Immunity against polio comes from either natural infection,
which is when one recovers from polio or is immuned against contracting the
disease through vaccination. As a result of the use of two vaccines developed
more than 50 years ago, the first is an injectable vaccine developed in the
1950s, the second an oral vaccine developed in the 1960s, the annual number of
polio cases has globally dropped by more than 99% from about half a million in
the 1980s to only 34 so far in 2015. But eliminating the last 1% of cases of
polio is still proving to be a challenge. Of the three poliovirus types, type 2
was successfully eradicated in 1999 and worldwide cases of the other types are
down to the lowest levels ever. In 1988 the World Health Assembly, which
governs the World Health Organisation, adopted the Global Polio Eradication
Initiative. The strategy was developed as a result of the success in
eradicating smallpox in the 1970s, because of the similarities in the spread of
the viruses. Like smallpox, polio only attacks humans. Polio viruses also only
survive for a very short time in the environment and there are no animal or
insect reservoirs that carry them. Similar to smallpox, polio can be eradicated
and an effective vaccine is available. Once a person is immunised against it,
immunity is life-long.
Currently, four fifths of the world's population live in
regions certified to be polio-free. More than 20 years after North and South
America eliminated the threat of polio, sub-Saharan Africa is finally on the
brink of being declared polio-free. Last month the region marked one year
without a new polio case following the last case in Nigeria on 24 July 2014. If
no new cases are reported for another three years, Africa will be certified
polio-free by late 2018.
In 1996 African heads of state resolved to stamp polio out
of Africa. Then South African President Nelson Mandela launched the three-year
"Kick Polio out of Africa" campaign. But by 2000, wild poliovirus was
still circulating in Egypt, Niger, and Nigeria. The situation worsened when the
polio vaccination was stopped in northern Nigeria for religious reasons. As a
result, polio transmission spread from the area to eight other African
countries in 2003.
Poliovirus continued to circulate in Africa until last year.
But the number of affected countries has steadily been decreasing. In 2004
there were 14 countries that had polio outbreaks.
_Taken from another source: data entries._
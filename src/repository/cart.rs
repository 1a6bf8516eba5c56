use diesel::prelude::*;
use diesel::upsert::excluded;

use crate::{
    domain::cart::{CartEntry, CartLine as DomainCartLine, NewCartLine as DomainNewCartLine},
    models::cart::{CartLine as DbCartLine, NewCartLine as DbNewCartLine},
    models::product::Product as DbProduct,
    repository::{CartReader, CartWriter, DieselRepository, RepositoryError, RepositoryResult},
};

impl CartReader for DieselRepository {
    fn get_cart_line(&self, line_id: i32) -> RepositoryResult<Option<DomainCartLine>> {
        use crate::schema::cart_lines;

        let mut conn = self.conn()?;
        let line = cart_lines::table
            .filter(cart_lines::id.eq(line_id))
            .first::<DbCartLine>(&mut conn)
            .optional()?;

        Ok(line.map(Into::into))
    }

    fn list_cart(&self, user_id: i32) -> RepositoryResult<Vec<CartEntry>> {
        use crate::schema::{cart_lines, products};

        let mut conn = self.conn()?;

        // Inner join: a line whose product was deleted from the catalog
        // drops out of the materialized view.
        let rows = cart_lines::table
            .inner_join(products::table)
            .filter(cart_lines::user_id.eq(user_id))
            .order(cart_lines::id.asc())
            .select((DbCartLine::as_select(), DbProduct::as_select()))
            .load::<(DbCartLine, DbProduct)>(&mut conn)?;

        Ok(rows
            .into_iter()
            .map(|(line, product)| CartEntry {
                line: line.into(),
                product: product.into(),
            })
            .collect())
    }

    fn count_cart_lines(&self, user_id: i32) -> RepositoryResult<usize> {
        use crate::schema::cart_lines;

        let mut conn = self.conn()?;
        let count = cart_lines::table
            .filter(cart_lines::user_id.eq(user_id))
            .count()
            .get_result::<i64>(&mut conn)?;

        Ok(count as usize)
    }
}

impl CartWriter for DieselRepository {
    fn upsert_cart_line(&self, new_line: &DomainNewCartLine) -> RepositoryResult<DomainCartLine> {
        use crate::schema::cart_lines;

        let mut conn = self.conn()?;
        let db_new = DbNewCartLine::from(new_line);

        // One atomic statement: concurrent adds for the same (user, product)
        // serialize on the unique index instead of racing a read-then-write.
        let line = diesel::insert_into(cart_lines::table)
            .values(&db_new)
            .on_conflict((cart_lines::user_id, cart_lines::product_id))
            .do_update()
            .set((
                cart_lines::quantity.eq(cart_lines::quantity + excluded(cart_lines::quantity)),
                cart_lines::updated_at.eq(db_new.updated_at),
            ))
            .get_result::<DbCartLine>(&mut conn)?;

        Ok(line.into())
    }

    fn set_cart_line_quantity(
        &self,
        line_id: i32,
        quantity: i32,
    ) -> RepositoryResult<DomainCartLine> {
        use crate::schema::cart_lines;

        let mut conn = self.conn()?;
        let now = chrono::Local::now().naive_utc();

        let target = cart_lines::table.filter(cart_lines::id.eq(line_id));

        let updated = diesel::update(target)
            .set((
                cart_lines::quantity.eq(quantity),
                cart_lines::updated_at.eq(now),
            ))
            .get_result::<DbCartLine>(&mut conn)
            .optional()?
            .ok_or(RepositoryError::NotFound)?;

        Ok(updated.into())
    }

    fn remove_cart_line(&self, line_id: i32) -> RepositoryResult<()> {
        use crate::schema::cart_lines;

        let mut conn = self.conn()?;

        let target = cart_lines::table.filter(cart_lines::id.eq(line_id));

        let deleted = diesel::delete(target).execute(&mut conn)?;
        if deleted == 0 {
            return Err(RepositoryError::NotFound);
        }

        Ok(())
    }

    fn clear_cart(&self, user_id: i32) -> RepositoryResult<usize> {
        use crate::schema::cart_lines;

        let mut conn = self.conn()?;

        let target = cart_lines::table.filter(cart_lines::user_id.eq(user_id));

        let deleted = diesel::delete(target).execute(&mut conn)?;
        Ok(deleted)
    }
}
use chrono::NaiveDateTime;
use serde::{Deserialize, Serialize};

use crate::domain::product::Product;

/// One row of a user's in-progress cart: a product reference and the
/// accumulated quantity. At most one line exists per (user, product) pair;
/// repeated adds merge into the existing line.
#[derive(Debug, Serialize, Deserialize, Clone, PartialEq)]
pub struct CartLine {
    /// Unique identifier of the cart line.
    pub id: i32,
    /// Owning user identifier.
    pub user_id: i32,
    /// Referenced product identifier.
    pub product_id: i32,
    /// Accumulated quantity, always >= 1.
    pub quantity: i32,
    /// Timestamp for when the line was first created.
    pub created_at: NaiveDateTime,
    /// Timestamp for the last quantity change.
    pub updated_at: NaiveDateTime,
}

/// Payload used to upsert a cart line for a (user, product) pair.
#[derive(Debug, Clone)]
pub struct NewCartLine {
    /// Owning user identifier.
    pub user_id: i32,
    /// Referenced product identifier.
    pub product_id: i32,
    /// Quantity to add; merged into an existing line when one exists.
    pub quantity: i32,
    /// Timestamp captured when the payload was created.
    pub updated_at: NaiveDateTime,
}

impl NewCartLine {
    /// Build an add-to-cart payload with the current timestamp.
    pub fn new(user_id: i32, product_id: i32, quantity: i32) -> Self {
        let now = chrono::Local::now().naive_utc();
        Self {
            user_id,
            product_id,
            quantity,
            updated_at: now,
        }
    }
}

/// A cart line joined with the live product row it references. Pricing is
/// always current catalog pricing, never a snapshot taken at add time.
#[derive(Debug, Serialize, Deserialize, Clone, PartialEq)]
pub struct CartEntry {
    /// The stored cart line.
    pub line: CartLine,
    /// The product as it exists in the catalog right now.
    pub product: Product,
}

impl CartEntry {
    /// Price of this line: live product price times accumulated quantity.
    pub fn subtotal_cents(&self) -> i64 {
        self.product.price_cents * i64::from(self.line.quantity)
    }
}

/// A user's materialized cart: joined entries plus the grand total.
#[derive(Debug, Serialize, Deserialize, Clone, PartialEq)]
pub struct CartView {
    /// Joined cart entries, oldest line first.
    pub entries: Vec<CartEntry>,
    /// Sum of all entry subtotals.
    pub total_cents: i64,
}

impl CartView {
    /// Materialize a view from joined entries, computing the grand total.
    pub fn new(entries: Vec<CartEntry>) -> Self {
        let total_cents = entries.iter().map(CartEntry::subtotal_cents).sum();
        Self {
            entries,
            total_cents,
        }
    }

    /// Whether the cart holds no lines.
    pub fn is_empty(&self) -> bool {
        self.entries.is_empty()
    }
}
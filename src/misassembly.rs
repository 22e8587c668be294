//! Detects k-mer repeats within a called contig's concatenated path and
//! re-places ambiguously-supported evidence, truncating the path at the
//! first repeat that can't be resolved consistently (spec.md §4.5).

use std::collections::{HashMap, HashSet};

use crate::evidence::EvidenceTracker;
use crate::index::PathNodeIndex;
use crate::kmer::Kmer;
use crate::node::{EvidenceId, NodeId};

#[derive(Debug, Clone, Copy)]
struct Occurrence {
    position: i64,
}

/// The outcome of repairing one called path.
#[derive(Debug, Clone)]
pub struct FixedPath {
    /// The node chain to actually emit — identical to the input unless a
    /// repeat forced a truncation.
    pub nodes: Vec<NodeId>,
    /// Evidence ids confirmed to sit consistently at one of a repeated
    /// k-mer's occurrences. Empty when the path had no repeat at all, in
    /// which case the caller should fall back to untracking every piece of
    /// evidence that overlaps the path normally.
    pub consistent_evidence: HashSet<EvidenceId>,
    /// Evidence ids whose support interval didn't land on any occurrence
    /// of the k-mer they claim to support; dropped from the contig.
    pub dropped_evidence: HashSet<EvidenceId>,
}

/// True if `chain`'s concatenated k-mer sequence (including collapsed
/// alternates) repeats any k-mer at more than one first-position offset.
pub fn has_repeat(chain: &[NodeId], index: &PathNodeIndex) -> bool {
    !find_repeats(chain, index).is_empty()
}

fn find_repeats(chain: &[NodeId], index: &PathNodeIndex) -> HashMap<Kmer, Vec<Occurrence>> {
    let mut seen: HashMap<Kmer, Vec<Occurrence>> = HashMap::new();
    for &id in chain {
        let Some(n) = index.get(id) else { continue };
        for (offset, &kmer) in n.kmers.iter().enumerate() {
            seen.entry(kmer).or_default().push(Occurrence {
                position: n.first_start + offset as i64,
            });
        }
        for &kmer in &n.collapsed_kmers {
            seen.entry(kmer).or_default().push(Occurrence {
                position: n.first_start,
            });
        }
    }
    seen.retain(|_, occs| occs.len() > 1);
    seen
}

/// Re-place each piece of evidence supporting a repeated k-mer at whichever
/// occurrence its support interval covers, preferring the occurrence
/// closest to the interval's start. Evidence whose interval covers no
/// occurrence is dropped. If any repeat has unresolvable evidence, the path
/// is truncated just before that repeat's second occurrence — everything
/// up to and including the first (unambiguous) occurrence survives, which
/// is "the possibly-shorter re-segmented path".
pub fn fix(chain: &[NodeId], index: &PathNodeIndex, tracker: &EvidenceTracker) -> FixedPath {
    let repeats = find_repeats(chain, index);
    if repeats.is_empty() {
        return FixedPath {
            nodes: chain.to_vec(),
            consistent_evidence: HashSet::new(),
            dropped_evidence: HashSet::new(),
        };
    }

    let mut dropped: HashSet<EvidenceId> = HashSet::new();
    let mut retained: HashSet<EvidenceId> = HashSet::new();
    let mut cut_before: Option<i64> = None;

    for (&kmer, occurrences) in &repeats {
        let mut positions: Vec<i64> = occurrences.iter().map(|o| o.position).collect();
        positions.sort_unstable();
        let repeat_point = positions[1]; // occurrences.len() > 1 is guaranteed by find_repeats

        for support in tracker.support_for_kmer(kmer) {
            let best = occurrences
                .iter()
                .filter(|occ| occ.position >= support.last_start && occ.position <= support.last_end)
                .min_by_key(|occ| (occ.position - support.last_start).abs());
            if best.is_some() {
                retained.insert(support.evidence_id);
            } else {
                dropped.insert(support.evidence_id);
                cut_before = Some(cut_before.map_or(repeat_point, |c: i64| c.min(repeat_point)));
            }
        }
    }

    let nodes = match cut_before {
        None => chain.to_vec(),
        Some(cut_position) => chain
            .iter()
            .copied()
            .take_while(|&id| {
                index
                    .get(id)
                    .map(|n| n.first_start < cut_position)
                    .unwrap_or(false)
            })
            .collect(),
    };

    FixedPath {
        nodes,
        consistent_evidence: retained,
        dropped_evidence: dropped,
    }
}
These included Benin,
Botswana, Burkina Faso, Cameroon, Central African Republic, Chad, Côte
d'Ivoire, Egypt, Ethiopia, Guinea, Mali, Niger, Nigeria, and Sudan. In 2011,
this dropped to 12. Last year, there were only five African countries with
polio outbreaks: Nigeria, Cameroon, Equatorial Guinea, Ethiopia, and Somalia. In
all these outbreaks, the common factor was the country's failure to immunise.
The reasons for this failure varied from one outbreak to another, but in each
case there was a group of non-vaccinated people that enabled the poliovirus to
seed itself and spread far and wide. The size of the unimmunised population
ranged from small isolated groups which refused vaccination for religious or
cultural reasons to entire birth cohorts in areas like Somalia experiencing
humanitarian emergencies.
As long as a single child remains infected, children in all
countries are at risk of contracting polio. While the humanitarian benefits of
polio eradication in Africa will be immeasurable, efforts have been made to
quantify the financial savings that can be anticipated. The World Health
Organisation estimates that once polio is eradicated and vaccination halted,
global savings from vaccination, treatment costs, and rehabilitation will
amount to nearly US$2 billion a year. African countries should start careful
polio legacy planning now to ensure that most of that money is redirected to
other health programmes.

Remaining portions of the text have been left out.